In a speech read on behalf of Mrs Cecelia
Abena Dapaah, Minister of Sanitation and Water Resources by her Deputy Minister
Patrick Boamah, said it was highly unacceptable that people still defecate
openly and therefore, there was the need to take an urgent and decisive action
to reverse the trend.

She said the government had rolled out various
measures to improve sanitation situation in the country and that the
government’s agenda of ensuring that every household had improved toilet was on
course.

She revealed that the Ministry through the
Greater Accra Metropolitan Area (GAMA) Sanitation and Water Project had
constructed about 11,000 household toilets, serving about 88,000 people within
the Region.

A total of 406 school toilet facilities were
also being provided for 165,000 pupils under the GAMA project. 

Mrs Dapaah said as a measure to centrally
connect households in densely populated and low income urban communities such
as Bankuman in Tema, Lakpana in La and Ashaiman, the GAMA project was also
developing decentralised sewerage systems that would benefit over 15,000
individuals.

She announced that the Ministry had also
directed all Metropolitan, Municipal and District Chief Executives whose
mandate it was to clean the cities, towns and villages “to step up their game
in providing sanitation services”.

Turning her attention to the media, the
Minister indicated that the goal of making household toilets a social norm in
all communities, would be eluded without the support of the media, saying, “the
mass media fully clutching an issue like open defecation head on will result in
an unimaginable impact”.

She therefore, gave the Ministry’s assurance
to work with the Ghana Journalists Association under the GAMA project, to
include a special recognition in this year’s GJA awards for media house that
will distinguish itself in the M-CODe agenda against open defecation.  

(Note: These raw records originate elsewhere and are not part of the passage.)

//! Recording adapter for the `TaskGateway` port.

use std::sync::{Arc, Mutex};

use serde::Serialize;

use super::record_result;
use crate::cassette::recorder::CassetteRecorder;
use crate::ports::gateway::{GatewayFuture, TaskGateway};
use crate::task::{NewTask, Task, TaskPatch};

/// Port name used for gateway interactions in cassettes.
pub const PORT: &str = "gateway";

/// Records gateway interactions while delegating to an inner implementation.
pub struct RecordingTaskGateway {
    inner: Box<dyn TaskGateway>,
    recorder: Arc<Mutex<CassetteRecorder>>,
}

impl RecordingTaskGateway {
    /// Creates a new recording gateway wrapping the given implementation.
    pub fn new(inner: Box<dyn TaskGateway>, recorder: Arc<Mutex<CassetteRecorder>>) -> Self {
        Self { inner, recorder }
    }
}

#[derive(Serialize)]
struct NoInput {}

#[derive(Serialize)]
struct UpdateInput {
    id: String,
    patch: TaskPatch,
}

#[derive(Serialize)]
struct IdInput {
    id: String,
}

#[derive(Serialize)]
struct SearchInput {
    query: String,
}

impl TaskGateway for RecordingTaskGateway {
    fn list(&self) -> GatewayFuture<'_, Vec<Task>> {
        Box::pin(async move {
            let result = self.inner.list().await;
            record_result(&self.recorder, PORT, "list", &NoInput {}, &result);
            result
        })
    }

    fn create(&self, task: &NewTask) -> GatewayFuture<'_, Task> {
        let task = task.clone();
        Box::pin(async move {
            let result = self.inner.create(&task).await;
            record_result(&self.recorder, PORT, "create", &task, &result);
            result
        })
    }

    fn update(&self, id: &str, patch: &TaskPatch) -> GatewayFuture<'_, Task> {
        let input = UpdateInput { id: id.to_string(), patch: patch.clone() };
        Box::pin(async move {
            let result = self.inner.update(&input.id, &input.patch).await;
            record_result(&self.recorder, PORT, "update", &input, &result);
            result
        })
    }

    fn delete(&self, id: &str) -> GatewayFuture<'_, ()> {
        let input = IdInput { id: id.to_string() };
        Box::pin(async move {
            let result = self.inner.delete(&input.id).await;
            record_result(&self.recorder, PORT, "delete", &input, &result);
            result
        })
    }

    fn search(&self, query: &str) -> GatewayFuture<'_, Vec<Task>> {
        let input = SearchInput { query: query.to_string() };
        Box::pin(async move {
            let result = self.inner.search(&input.query).await;
            record_result(&self.recorder, PORT, "search", &input, &result);
            result
        })
    }
}

#[cfg(test)]
mod tests {
    use super::*;
    use crate::adapters::live::gateway::HttpTaskGateway;
    use crate::cassette::format::Cassette;

    #[tokio::test]
    async fn records_failed_list_interaction() {
        let dir = std::env::temp_dir().join("taskdeck_rec_gateway_test");
        std::fs::create_dir_all(&dir).unwrap();
        let cassette_path = dir.join("gateway.cassette.yaml");

        let recorder =
            Arc::new(Mutex::new(CassetteRecorder::new(&cassette_path, "test", "http://127.0.0.1:9/")));

        // Scope the adapter so it's dropped before we try to unwrap
        {
            let live = HttpTaskGateway::new("http://127.0.0.1:9".parse().unwrap());
            let gateway = RecordingTaskGateway::new(Box::new(live), Arc::clone(&recorder));
            // Nothing listens on the discard port, but the failure is still recorded
            let _ = gateway.list().await;
            let _ = gateway.search("milk").await;
        }

        let recorder = Arc::try_unwrap(recorder).unwrap().into_inner().unwrap();
        recorder.finish().unwrap();

        let content = std::fs::read_to_string(&cassette_path).unwrap();
        let cassette: Cassette = serde_yaml::from_str(&content).unwrap();
        assert_eq!(cassette.interactions.len(), 2);
        assert_eq!(cassette.interactions[0].port, "gateway");
        assert_eq!(cassette.interactions[0].method, "list");
        assert!(cassette.interactions[0].output.get("Err").is_some());
        assert_eq!(cassette.interactions[1].input["query"], "milk");

        let _ = std::fs::remove_dir_all(&dir);
    }
}
//! Records interactions into a cassette file.

use std::path::PathBuf;

use chrono::Utc;

use super::format::{Cassette, Interaction};

/// Records interactions and writes them as a YAML cassette file.
#[derive(Debug)]
pub struct CassetteRecorder {
    path: PathBuf,
    name: String,
    base_url: String,
    interactions: Vec<Interaction>,
    next_seq: u64,
}

impl CassetteRecorder {
    /// Create a new recorder that will write to the given path.
    pub fn new(
        path: impl Into<PathBuf>,
        name: impl Into<String>,
        base_url: impl Into<String>,
    ) -> Self {
        Self {
            path: path.into(),
            name: name.into(),
            base_url: base_url.into(),
            interactions: Vec::new(),
            next_seq: 0,
        }
    }

    /// Record an interaction. The `seq` field is assigned automatically.
    pub fn record(
        &mut self,
        port: impl Into<String>,
        method: impl Into<String>,
        input: serde_json::Value,
        output: serde_json::Value,
    ) {
        let interaction = Interaction {
            seq: self.next_seq,
            port: port.into(),
            method: method.into(),
            input,
            output,
        };
        self.next_seq += 1;
        self.interactions.push(interaction);
    }

    /// Number of interactions recorded so far.
    #[must_use]
    pub fn len(&self) -> usize {
        self.interactions.len()
    }

    /// Whether nothing has been recorded yet.
    #[must_use]
    pub fn is_empty(&self) -> bool {
        self.interactions.is_empty()
    }

    /// Finish recording and write the cassette YAML file to disk.
    ///
    /// # Errors
    ///
    /// Returns an error if the file cannot be written.
    pub fn finish(self) -> Result<PathBuf, std::io::Error> {
        let cassette = Cassette {
            name: self.name,
            recorded_at: Utc::now(),
            base_url: self.base_url,
            interactions: self.interactions,
        };
        let yaml = serde_yaml::to_string(&cassette).map_err(std::io::Error::other)?;
        if let Some(parent) = self.path.parent() {
            std::fs::create_dir_all(parent)?;
        }
        std::fs::write(&self.path, yaml)?;
        Ok(self.path)
    }
}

Mr Yaw Attah Arhin, Water, Sanitation and
Hygiene Technical Coordinator with World Vision International, who spoke on
behalf of NGO partners made up of the Coalition of NGOs in Water and Sanitation
(CONIWAS), said it was such a worry that close to 20 percent of the Ghanaian
population engage in open defecation, which was probably one of the greatest
threats to life and child wellbeing in the 21 century Ghana and Africa.

“It is sad to observe that children were dying
every day from diseases such as diarrhoea, cholera and typhoid fever, when
these were easily preventable with affordable and proven interventions such as
the use of improved latrines and hand-washing with soap”, he said.

Mr Arhin expressed the regret that despite
increasing political and public interest and greater attention in recent times,
progress on ending open defecation had been painfully slow.

He therefore, encouraged the government and
the Ministry of Sanitation to intensify its provision of leadership and
strategic direction with clear and achievable road map towards ending open
defecation.

 He also
urged the government and its stakeholders to pay attention to the WASH
situation in schools and health facilities to help create a conducive
environment for quality education and healthcare.

Mrs Linda Asante Agyei, Vice President of the
GJA, on behalf of the Association declared support for zero tolerance for open
defecation.

She urged the media houses to lend their
fullest support by way of providing free airtime and newspaper space for
jingles, articles and sensitisation programmes.